START SOURCE DATA
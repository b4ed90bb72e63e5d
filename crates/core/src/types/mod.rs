//! Core types for the Arkane Network client.
//!
//! This module provides type-safe wrappers for the configuration and
//! identity records exchanged with the Arkane APIs.

pub mod auth_mode;
pub mod contract;
pub mod domain;
pub mod id;
pub mod profile;

pub use auth_mode::AuthenticationMode;
pub use contract::Contract;
pub use domain::{DomainError, DomainTarget};
pub use id::{AppId, AppIdError, ContractId};
pub use profile::UserProfile;
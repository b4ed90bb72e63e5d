//! Authentication mode descriptor.

use serde::{Deserialize, Serialize};

/// How the external auth flow authenticates against the Arkane login realm.
///
/// Pure data: the client id registered with Arkane and the OAuth grant type
/// used against the token endpoint.
#[derive(Debug, Clone, PartialEq, Eq, Hash, Serialize, Deserialize)]
pub struct AuthenticationMode {
    /// OAuth client identifier issued by Arkane
    pub client_id: String,
    /// Grant type, e.g. `password`
    pub grant: String,
}

impl AuthenticationMode {
    /// Client id used until a real one is configured.
    pub const PLACEHOLDER_CLIENT_ID: &'static str = "<client id>";

    /// Grant type used when none is configured.
    pub const DEFAULT_GRANT: &'static str = "password";

    /// Create an authentication mode.
    #[must_use]
    pub fn new(client_id: impl Into<String>, grant: impl Into<String>) -> Self {
        Self {
            client_id: client_id.into(),
            grant: grant.into(),
        }
    }

    /// Whether the client id is still the unconfigured placeholder.
    #[must_use]
    pub fn is_placeholder(&self) -> bool {
        self.client_id == Self::PLACEHOLDER_CLIENT_ID
    }
}

impl Default for AuthenticationMode {
    fn default() -> Self {
        Self::new(Self::PLACEHOLDER_CLIENT_ID, Self::DEFAULT_GRANT)
    }
}
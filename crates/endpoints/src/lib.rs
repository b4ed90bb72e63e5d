//! Arkane Endpoints - REST endpoint resolution for the Arkane Network.
//!
//! Builds the URIs an HTTP client needs for authentication, wallet listing
//! and contract/token management from a small set of configured base URLs.
//!
//! # Example
//!
//! ```rust
//! use arkane_core::{AppId, Contract};
//! use arkane_endpoints::{ArkaneConfig, EndpointResolver};
//!
//! let mut resolver = EndpointResolver::new(ArkaneConfig::default());
//! resolver.set_use_staging(false);
//! resolver.set_app_id(AppId::parse("42").unwrap());
//! resolver.push_contract(Contract::new(7_u64, "heroes"));
//!
//! assert_eq!(resolver.wallet_uri(), "https://api.arkane.network/api/wallets");
//! assert_eq!(
//!     resolver.create_token_uri(resolver.contract_by_name("heroes")).unwrap(),
//!     "https://business.arkane.network/api/apps/42/contracts/7/tokens"
//! );
//! ```
//!
//! # Modules
//!
//! - [`config`] - Configuration loaded from environment variables or YAML
//! - [`resolver`] - The endpoint resolver and its URI builders
//! - [`error`] - Endpoint resolution errors

#![cfg_attr(not(test), forbid(unsafe_code))]

pub mod config;
pub mod error;
pub mod resolver;

pub use config::{ArkaneConfig, ConfigError};
pub use error::EndpointError;
pub use resolver::{EndpointResolver, EndpointSet};
//! In-process stores.
//!
//! Used for dry runs and as the test double for every flow. Both stores
//! can be told to fail so error paths are reachable without a network.

use std::collections::BTreeMap;
use std::sync::atomic::{AtomicU64, Ordering};
use std::sync::{Mutex, PoisonError};

use super::{BlobStore, DocumentStore};
use crate::error::{Error, Result};
use crate::report::Report;

#[derive(Debug, Clone)]
struct StoredReport {
    collection: String,
    report: Report,
}

/// Document store held in memory.
#[derive(Debug, Default)]
pub struct MemoryDocumentStore {
    reports: Mutex<Vec<StoredReport>>,
    next_id: AtomicU64,
    write_failure: Option<String>,
    read_failure: Option<String>,
    write_attempts: AtomicU64,
}

impl MemoryDocumentStore {
    /// Create an empty store.
    #[must_use]
    pub fn new() -> Self {
        Self::default()
    }

    /// Make every write fail with `message`.
    #[must_use]
    pub fn failing_writes(mut self, message: impl Into<String>) -> Self {
        self.write_failure = Some(message.into());
        self
    }

    /// Make every read fail with `message`.
    #[must_use]
    pub fn failing_reads(mut self, message: impl Into<String>) -> Self {
        self.read_failure = Some(message.into());
        self
    }

    /// Number of `create` calls made, successful or not.
    #[must_use]
    pub fn write_attempts(&self) -> u64 {
        self.write_attempts.load(Ordering::SeqCst)
    }

    /// Reports stored in `collection`, in insertion order.
    #[must_use]
    pub fn reports(&self, collection: &str) -> Vec<Report> {
        self.reports
            .lock()
            .unwrap_or_else(PoisonError::into_inner)
            .iter()
            .filter(|stored| stored.collection == collection)
            .map(|stored| stored.report.clone())
            .collect()
    }
}

#[async_trait::async_trait]
impl DocumentStore for MemoryDocumentStore {
    fn name(&self) -> &'static str {
        "memory"
    }

    async fn create(&self, collection: &str, report: &Report) -> Result<String> {
        self.write_attempts.fetch_add(1, Ordering::SeqCst);
        if let Some(message) = &self.write_failure {
            return Err(Error::write(collection, message.clone()));
        }

        let id = format!("doc-{}", self.next_id.fetch_add(1, Ordering::SeqCst) + 1);
        self.reports
            .lock()
            .unwrap_or_else(PoisonError::into_inner)
            .push(StoredReport {
                collection: collection.to_string(),
                report: report.clone().with_id(id.clone()),
            });
        Ok(id)
    }

    async fn list_newest_first(&self, collection: &str) -> Result<Vec<Report>> {
        if let Some(message) = &self.read_failure {
            return Err(Error::read(collection, message.clone()));
        }

        let mut reports = self.reports(collection);
        reports.sort_by(|a, b| b.call_time.cmp(&a.call_time));
        Ok(reports)
    }
}

/// An object held by [`MemoryBlobStore`].
#[derive(Debug, Clone, PartialEq, Eq)]
pub struct StoredBlob {
    /// Uploaded bytes.
    pub bytes: Vec<u8>,
    /// MIME type given at upload.
    pub content_type: String,
}

/// Blob store held in memory. URLs have the form `memory://<key>`.
#[derive(Debug, Default)]
pub struct MemoryBlobStore {
    objects: Mutex<BTreeMap<String, StoredBlob>>,
    failing_fragments: Vec<String>,
}

impl MemoryBlobStore {
    /// Create an empty store.
    #[must_use]
    pub fn new() -> Self {
        Self::default()
    }

    /// Fail uploads whose key contains `fragment`.
    #[must_use]
    pub fn failing_keys(mut self, fragment: impl Into<String>) -> Self {
        self.failing_fragments.push(fragment.into());
        self
    }

    /// The object stored under `key`.
    #[must_use]
    pub fn get(&self, key: &str) -> Option<StoredBlob> {
        self.objects
            .lock()
            .unwrap_or_else(PoisonError::into_inner)
            .get(key)
            .cloned()
    }

    /// All stored keys, sorted.
    #[must_use]
    pub fn keys(&self) -> Vec<String> {
        self.objects
            .lock()
            .unwrap_or_else(PoisonError::into_inner)
            .keys()
            .cloned()
            .collect()
    }
}

#[async_trait::async_trait]
impl BlobStore for MemoryBlobStore {
    fn name(&self) -> &'static str {
        "memory"
    }

    async fn upload(&self, key: &str, bytes: &[u8], content_type: &str) -> Result<String> {
        if self
            .failing_fragments
            .iter()
            .any(|fragment| key.contains(fragment.as_str()))
        {
            return Err(Error::upload(key, "storage unavailable"));
        }

        self.objects
            .lock()
            .unwrap_or_else(PoisonError::into_inner)
            .insert(
                key.to_string(),
                StoredBlob {
                    bytes: bytes.to_vec(),
                    content_type: content_type.to_string(),
                },
            );
        Ok(format!("memory://{key}"))
    }
}
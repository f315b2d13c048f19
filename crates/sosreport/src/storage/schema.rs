//! `SQLite` schema for the local report store.

/// Reports, one row per submission. `images` holds a JSON array so that
/// failed-upload `null` slots keep their positions.
pub const CREATE_REPORTS_TABLE: &str = r"
CREATE TABLE IF NOT EXISTS reports (
    id TEXT PRIMARY KEY,
    collection TEXT NOT NULL,
    call_time TEXT NOT NULL,
    latitude REAL NOT NULL,
    longitude REAL NOT NULL,
    caller_name TEXT NOT NULL,
    caller_number TEXT NOT NULL,
    distress_type TEXT NOT NULL,
    message TEXT NOT NULL,
    voice_note TEXT,
    images TEXT NOT NULL DEFAULT '[]',
    created_at TEXT NOT NULL DEFAULT (datetime('now'))
)
";

/// Listing scans one collection newest first.
pub const CREATE_CALL_TIME_INDEX: &str = r"
CREATE INDEX IF NOT EXISTS idx_reports_collection_call_time
    ON reports(collection, call_time DESC)
";

/// Key-value pairs, currently only the schema version.
pub const CREATE_METADATA_TABLE: &str = r"
CREATE TABLE IF NOT EXISTS metadata (
    key TEXT PRIMARY KEY,
    value TEXT NOT NULL
)
";

/// All schema creation statements in order.
pub const SCHEMA_STATEMENTS: &[&str] = &[
    CREATE_REPORTS_TABLE,
    CREATE_CALL_TIME_INDEX,
    CREATE_METADATA_TABLE,
];
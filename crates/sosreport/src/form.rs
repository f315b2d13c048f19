//! The submission form.
//!
//! The orchestrator reads the form through [`ReportForm`] at the moment of
//! submission, so a live UI can implement it over its own widgets while the
//! CLI hands over a filled-in [`FormInput`].

use std::path::Path;

use crate::error::Result;
use crate::report::DistressType;

/// A file chosen for upload.
#[derive(Debug, Clone, PartialEq, Eq)]
pub struct MediaFile {
    /// Original file name, without directories.
    pub name: String,
    /// MIME type.
    pub content_type: String,
    /// File contents.
    pub bytes: Vec<u8>,
}

impl MediaFile {
    /// Create a media file from parts.
    #[must_use]
    pub fn new(name: impl Into<String>, content_type: impl Into<String>, bytes: Vec<u8>) -> Self {
        Self {
            name: name.into(),
            content_type: content_type.into(),
            bytes,
        }
    }

    /// Load a file from disk, inferring its type from the extension.
    ///
    /// # Errors
    ///
    /// Returns an error if the file cannot be read.
    pub async fn read(path: impl AsRef<Path>) -> Result<Self> {
        let path = path.as_ref();
        let bytes = tokio::fs::read(path).await?;
        let name = path
            .file_name()
            .map_or_else(|| "upload".to_string(), |n| n.to_string_lossy().into_owned());
        Ok(Self {
            content_type: content_type_for(&name).to_string(),
            name,
            bytes,
        })
    }
}

/// MIME type for a file name, by extension.
#[must_use]
pub fn content_type_for(name: &str) -> &'static str {
    let extension = Path::new(name)
        .extension()
        .map(|e| e.to_string_lossy().to_ascii_lowercase())
        .unwrap_or_default();
    match extension.as_str() {
        "png" => "image/png",
        "jpg" | "jpeg" => "image/jpeg",
        "gif" => "image/gif",
        "webp" => "image/webp",
        "avif" => "image/avif",
        "wav" => "audio/wav",
        _ => "application/octet-stream",
    }
}

/// Read access to the form's current values.
pub trait ReportForm: Send + Sync {
    /// Contents of the name field.
    fn caller_name(&self) -> String;

    /// Contents of the phone field.
    fn caller_number(&self) -> String;

    /// Current selection of the distress type control.
    fn distress_type(&self) -> DistressType;

    /// Files currently chosen in the file picker, in selection order.
    fn image_files(&self) -> Vec<MediaFile>;
}

/// A form whose values are fixed up front.
#[derive(Debug, Clone, Default, PartialEq, Eq)]
pub struct FormInput {
    /// Caller name.
    pub caller_name: String,
    /// Caller phone number.
    pub caller_number: String,
    /// Selected distress type.
    pub distress_type: DistressType,
    /// Chosen image files.
    pub images: Vec<MediaFile>,
}

impl ReportForm for FormInput {
    fn caller_name(&self) -> String {
        self.caller_name.clone()
    }

    fn caller_number(&self) -> String {
        self.caller_number.clone()
    }

    fn distress_type(&self) -> DistressType {
        self.distress_type
    }

    fn image_files(&self) -> Vec<MediaFile> {
        self.images.clone()
    }
}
END SOURCE DATA
EXERCISE AIM
Read the lines above. Gather those in which the string "stores" is found.

RESULT OF THE TASK
//! In-process stores.
//! Used for dry runs and as the test double for every flow. Both stores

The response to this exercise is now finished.